DATA SHOWN =>
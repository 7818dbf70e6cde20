//! Client for Google's Gemini chat completion API.
mod core;
pub mod models;
pub use self::core::*;
pub use models::*;
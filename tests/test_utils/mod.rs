//! Test utilities for integration tests
#![allow(dead_code)]
use std::sync::{Arc, RwLock};

use axum::{Router, body::Body};

use supportbot::api::AppState;
use supportbot::api::app;
use supportbot::audit::AuditLog;
use supportbot::core::AppConfig;

pub const GENERATE_PATH: &str = "/v1beta/models/gemini-test:generateContent";

pub fn test_config(gemini_api_hostname: &str) -> AppConfig {
    AppConfig {
        gemini_api_hostname: gemini_api_hostname.to_string(),
        gemini_api_key: String::from("test-api-key"),
        gemini_model: String::from("gemini-test"),
        db_path: None,
        system_message: Some(String::from("You are a helpful assistant.")),
    }
}

/// An audit log backed by an in-memory database.
pub async fn test_audit_log() -> AuditLog {
    let db = tokio_rusqlite::Connection::open_in_memory()
        .await
        .expect("Failed to open in-memory db");
    AuditLog::with_connection(db)
        .await
        .expect("Failed to initialize db")
}

/// Creates a test application router that sends completions to
/// `gemini_api_hostname`, usually a `mockito` server.
pub fn test_app(gemini_api_hostname: &str, audit: &AuditLog) -> Router {
    let app_state = AppState::new(audit.clone(), test_config(gemini_api_hostname));
    app(Arc::new(RwLock::new(app_state)))
}

pub fn candidate_body(text: &str) -> String {
    serde_json::json!({
        "candidates": [{
            "content": {"role": "model", "parts": [{"text": text}]},
            "finishReason": "STOP"
        }]
    })
    .to_string()
}

pub async fn body_to_string(body: Body) -> String {
    let bytes = axum::body::to_bytes(body, usize::MAX)
        .await
        .expect("Failed to read body");
    String::from_utf8(bytes.to_vec()).expect("Body is not UTF-8")
}
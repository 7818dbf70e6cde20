use std::env;

use anyhow::{Result, anyhow};
use chrono::Utc;

use crate::ai::prompt;

pub const DEFAULT_LLM_HOST: &str = "https://generativelanguage.googleapis.com";
pub const DEFAULT_LLM_MODEL: &str = "gemini-2.5-flash-preview-09-2025";

#[derive(Clone, Debug)]
pub struct AppConfig {
    pub gemini_api_hostname: String,
    pub gemini_api_key: String,
    pub gemini_model: String,
    // Chat logs are only saved when this is set
    pub db_path: Option<String>,
    // Replaces the built-in support prompt when set
    pub system_message: Option<String>,
}

impl AppConfig {
    /// Load the config from environment variables. A missing Gemini
    /// API key is an error since nothing works without it.
    pub fn from_env() -> Result<Self> {
        Self::from_lookup(|key| env::var(key).ok())
    }

    pub fn from_lookup<F>(lookup: F) -> Result<Self>
    where
        F: Fn(&str) -> Option<String>,
    {
        // Treat empty values the same as unset ones
        let get = |key: &str| lookup(key).filter(|v| !v.trim().is_empty());

        let gemini_api_key = get("GEMINI_API_KEY").ok_or(anyhow!(
            "Gemini API key is not set. Set the GEMINI_API_KEY env var."
        ))?;
        let gemini_api_hostname =
            get("SUPPORTBOT_LLM_HOST").unwrap_or_else(|| DEFAULT_LLM_HOST.to_string());
        let gemini_model =
            get("SUPPORTBOT_LLM_MODEL").unwrap_or_else(|| DEFAULT_LLM_MODEL.to_string());

        Ok(Self {
            gemini_api_hostname,
            gemini_api_key,
            gemini_model,
            db_path: get("SUPPORTBOT_DB_PATH"),
            system_message: get("SUPPORTBOT_SYSTEM_MESSAGE"),
        })
    }

    /// Only the chat log location, for commands that never talk to
    /// the LLM.
    pub fn db_path_from_env() -> Option<String> {
        env::var("SUPPORTBOT_DB_PATH")
            .ok()
            .filter(|v| !v.trim().is_empty())
    }

    /// The system instruction for a new chat session. Renders the
    /// support prompt with today's date unless it was overridden.
    pub fn system_instruction(&self) -> Result<String> {
        match &self.system_message {
            Some(msg) => Ok(msg.clone()),
            None => prompt::support_prompt(Utc::now().date_naive()),
        }
    }
}
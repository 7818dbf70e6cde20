//! Router for the chat API

use std::sync::{Arc, RwLock};
use std::time::Instant;

use anyhow::{Error, Result};
use axum::{
    Router,
    extract::{Path, State},
    http::StatusCode,
    response::{IntoResponse, Json},
    routing::{get, post},
};
use tokio::sync::Mutex;

use super::public;
use crate::ai::chat::ChatBuilder;
use crate::api::state::{AppState, Session, SessionChat};
use crate::core::AppConfig;

type SharedState = Arc<RwLock<AppState>>;

/// Find the chat for a session or start a new one. Starting a session
/// also drops any that have gone idle.
fn get_or_create_session(state: &SharedState, session_id: &str) -> Result<SessionChat, Error> {
    let now = Instant::now();
    let mut shared_state = state.write().expect("Unable to write share state");

    if let Some(session) = shared_state.sessions.get_mut(session_id) {
        session.last_active = now;
        return Ok(Arc::clone(&session.chat));
    }

    let pruned = shared_state.prune_idle_sessions(now);
    if pruned > 0 {
        tracing::debug!("Removed {} idle chat sessions", pruned);
    }

    let AppState {
        sessions,
        audit,
        config,
        ..
    } = &mut *shared_state;

    let AppConfig {
        gemini_api_hostname,
        gemini_api_key,
        gemini_model,
        ..
    } = &*config;
    let chat = ChatBuilder::new(gemini_api_hostname, gemini_api_key, gemini_model)
        .system_instruction(&config.system_instruction()?)
        .audit_log(audit)
        .build();

    tracing::debug!("Starting chat session {}", session_id);
    let chat = Arc::new(Mutex::new(chat));
    sessions.insert(
        session_id.to_string(),
        Session {
            chat: Arc::clone(&chat),
            last_active: now,
        },
    );
    Ok(chat)
}

/// Get the transcript of a chat session by ID
async fn chat_session(
    State(state): State<SharedState>,
    Path(id): Path<String>,
) -> Result<impl IntoResponse, crate::api::public::ApiError> {
    let chat = state
        .read()
        .expect("Unable to read share state")
        .sessions
        .get(&id)
        .map(|session| Arc::clone(&session.chat));

    let Some(chat) = chat else {
        return Ok((
            StatusCode::NOT_FOUND,
            format!("Chat session {} not found", id),
        )
            .into_response());
    };

    let transcript = chat.lock().await.transcript().turns().to_vec();
    Ok(Json(public::ChatTranscriptResponse { transcript }).into_response())
}

/// Start or continue a chat session and respond with the reply
async fn chat_handler(
    State(state): State<SharedState>,
    Json(payload): Json<public::ChatRequest>,
) -> Result<Json<public::ChatResponse>, crate::api::public::ApiError> {
    let chat = get_or_create_session(&state, &payload.session_id)?;

    // Holding the session lock for the whole turn keeps turns in order
    let reply = chat.lock().await.next_msg(&payload.message).await;

    Ok(Json(public::ChatResponse::new(&reply)))
}

/// Create the chat router
pub fn router() -> Router<SharedState> {
    Router::new()
        .route("/", post(chat_handler))
        .route("/{id}", get(chat_session))
}
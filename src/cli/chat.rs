use anyhow::Result;
use rustyline::DefaultEditor;
use rustyline::error::ReadlineError;
use uuid::Uuid;

use crate::ai::chat::ChatBuilder;
use crate::audit::AuditLog;
use crate::core::AppConfig;

pub async fn run(config: AppConfig) -> Result<()> {
    let mut rl = DefaultEditor::new()?;

    let audit = AuditLog::connect(config.db_path.as_deref()).await;

    let session_id = Uuid::new_v4();
    tracing::debug!("Starting chat session {}", session_id);

    let mut chat = ChatBuilder::new(
        &config.gemini_api_hostname,
        &config.gemini_api_key,
        &config.gemini_model,
    )
    .system_instruction(&config.system_instruction()?)
    .audit_log(&audit)
    .build();

    // Show the greeting
    for turn in chat.transcript().iter() {
        println!("{}", turn.content());
    }

    loop {
        let readline = rl.readline(">>> ");
        match readline {
            Ok(line) => {
                // Nothing to send
                if line.trim().is_empty() {
                    continue;
                }
                let _ = rl.add_history_entry(line.as_str());
                let reply = chat.next_msg(&line).await;
                println!("{}", reply);
            }
            Err(ReadlineError::Interrupted) => break,
            Err(ReadlineError::Eof) => break,
            Err(err) => {
                println!("Error: {:?}", err);
                break;
            }
        }
    }

    tracing::debug!("Ended chat session {}", session_id);

    Ok(())
}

TASK ITEM => Identify the lines of the entries containing the string "Result". Copy each such line.

RESPONSE TO THE TASK =>
use anyhow::{Result, anyhow};
    pub fn from_env() -> Result<Self> {
    pub fn from_lookup<F>(lookup: F) -> Result<Self>
    pub fn system_instruction(&self) -> Result<String> {
use anyhow::{Error, Result};
fn get_or_create_session(state: &SharedState, session_id: &str) -> Result<SessionChat, Error> {
) -> Result<impl IntoResponse, crate::api::public::ApiError> {
) -> Result<Json<public::ChatResponse>, crate::api::public::ApiError> {
use anyhow::Result;
pub async fn run(config: AppConfig) -> Result<()> {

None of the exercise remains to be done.